Plants and Animals

Ventridens intertextus Pyramid dome

Key Characteristics

The pyramid dome features a dull yellow to olive green colored, medium-sized (diameter to .8 inches) shell with 5-6 spirally striated whorls, and a dome-shaped spire. The body is about twice as long as the shell's diameter, with long slender eye peduncles and small tentacles.

Status and Rank

US Status:
State Status: SC - Special Concern (rare or uncertain; not legally protected)
Global Rank: G5 - Secure
State Rank: SNR - Not ranked

Occurrences

CountyNumber of OccurrencesYear Last Observed
Kent11948

Information is summarized from MNFI's database of rare species and community occurrences. Data may not reflect true distribution since much of the state has not been thoroughly surveyed.

Habitat

This species is found among the leaf litter of forest floors, seeming to prefer areas of acidic soil (Hubricht 1985).

Natural Community Types

For each species, lists of natural communities were derived from review of the nearly 6,500 element occurrences in the MNFI database, in addition to herbarium label data for some taxa. In most cases, at least one specimen record exists for each listed natural community. For certain taxa, especially poorly collected or extirpated species of prairie and savanna habitats, natural community lists were derived from inferences from collection sites and habitat preferences in immediately adjacent states (particularly Indiana and Illinois). Natural communities are not listed for those species documented only from altered or ruderal habitats in Michigan, especially for taxa that occur in a variety of habitats outside of the state.

Natural communities are not listed in order of frequency of occurrence, but are rather derived from the full set of natural communities, organized by Ecological Group. In many cases, the general habitat descriptions should provide greater clarity and direction to the surveyor. In future versions of the Rare Species Explorer, we hope to incorporate natural community fidelity ranks for each taxon.
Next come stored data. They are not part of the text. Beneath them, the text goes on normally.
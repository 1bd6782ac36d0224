/// Error types for storage operations

use thiserror::Error;

/// Storage operation errors
#[derive(Error, Debug)]
pub enum StorageError {
    /// Counter overflow
    #[error("Counter overflow for {0}")]
    CounterOverflow(String),

    /// A persisted record could not be interpreted
    #[error("Corrupt record: {0}")]
    CorruptRecord(String),

    /// Serialization error
    #[error("Serialization error: {0}")]
    SerializationError(#[from] serde_json::Error),

    /// IO error
    #[error("IO error: {0}")]
    IoError(#[from] std::io::Error),

    /// RocksDB error
    #[error("RocksDB error: {0}")]
    RocksDbError(#[from] rocksdb::Error),

    /// UTF-8 conversion error
    #[error("UTF-8 conversion error: {0}")]
    Utf8Error(#[from] std::str::Utf8Error),
}

/// Result type for storage operations
pub type StorageResult<T> = Result<T, StorageError>;
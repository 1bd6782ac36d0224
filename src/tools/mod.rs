/// Data import and export tools
///
/// This module provides utilities for dumping graphs to portable files and
/// loading them back into a database.

pub mod import;
pub mod export;

pub use import::{ImportStats, import_from_json};
pub use export::{ExportOptions, export_to_csv, export_to_json};

use thiserror::Error;

/// Import/export errors
#[derive(Error, Debug)]
pub enum ToolError {
    #[error("IO error: {0}")]
    IoError(#[from] std::io::Error),

    #[error("Graph error: {0}")]
    GraphError(#[from] crate::error::GraphError),

    #[error("JSON error: {0}")]
    JsonError(#[from] serde_json::Error),

    #[error("CSV error: {0}")]
    CsvError(#[from] csv::Error),

    #[error("Invalid data format: {0}")]
    InvalidFormat(String),
}

pub type ToolResult<T> = Result<T, ToolError>;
Management Recommendations

Maintaining unfragmented tracts of mesic forest where canopy, ground cover, and thick leaf litter remain in tact will benefit this species. Herbicide/insecticide treatment of sites occupied by vulnerable snail species should be avoided, as chemicals and heavy metals are bioaccumulated (Berger and Dallinger 1993, Hall et al. 2009), and high exposure to heavy metals in the environment has been found to alter snail feeding behavior and prevent reproduction (Notten et al. 2006). Fire management may have a negative impact on this species (Nekola 2009). More research is needed on the distribution and specific habitat requirements of the pyramid dome in order to plan effective management practices.

Active Period

Breeding from first week of May to fourth week of June

Survey Methods

As visual detection of this species is difficult, specimens are collected by litter sampling in suitable habitat. Samples are thoroughly heat-dried, soaked in water for a number of hours to separate the various components, and finally passed through a series of sieves. The shells are then able to be hand-picked from the remaining sample material (Nekola 2003).

Litter sampling

Survey Period: From first week of April to first week of October

Time of Day: Daytime

References

Survey References

  • Nekola, J.C. 2003. Large-scale terrestrial gastropod community composition patterns in the Great Lakes region of North America. Diversity and Distributions 9:55-71.

Technical References

  • Baker, F.C. 1939. Fieldbook of Illinois Land Snails. Illinois Natural History Survey Manual 2, Urbana, Illinois. 166pp.
  • Berger, B. and R. Dallinger. 1993. Terrestrial snails as quantitative indicators of environmental metal pollution. Environmental Monitoring and Assessment 25(1):65-84.
  • Burch, J.B. 1962. How to Know the Eastern Land Snails. William C. Brown Company Publishers, Dubuque. 214 pp.
  • Hall, C.M., S.M. Rhind, and M.J. Wilson. 2009. The potential for use of gastropod molluscs as bioindicators of endocrine disrupting compounds in the terrestrial environment. Journal of Environmental Monitoring 11(3):491-497.
  • Hubricht, L. 1985. The Distributions of Native Land Mollusks of the Eastern US. Field Museum of Natural History. Fieldiana: Zoology, No. 24.
  • Nekola, J.C. 2009. Conservation Prioritization of the Ontario and Quebec Land Snail Faunas. Final Report Submitted to: Committee on the Status of Endangered Wildlife in Canada (COSEWIC). 120 pp.
  • Notten, M.J.M., A.J.P. Oosthoek, J. Rozema, and R. Aerts. 2006. Heavy metal pollution affects consumption and reproduction of the landsnail Cepaea nemoralis fed on naturally polluted Urtica dioica leaves. Ecotoxicology 15(3):295-304.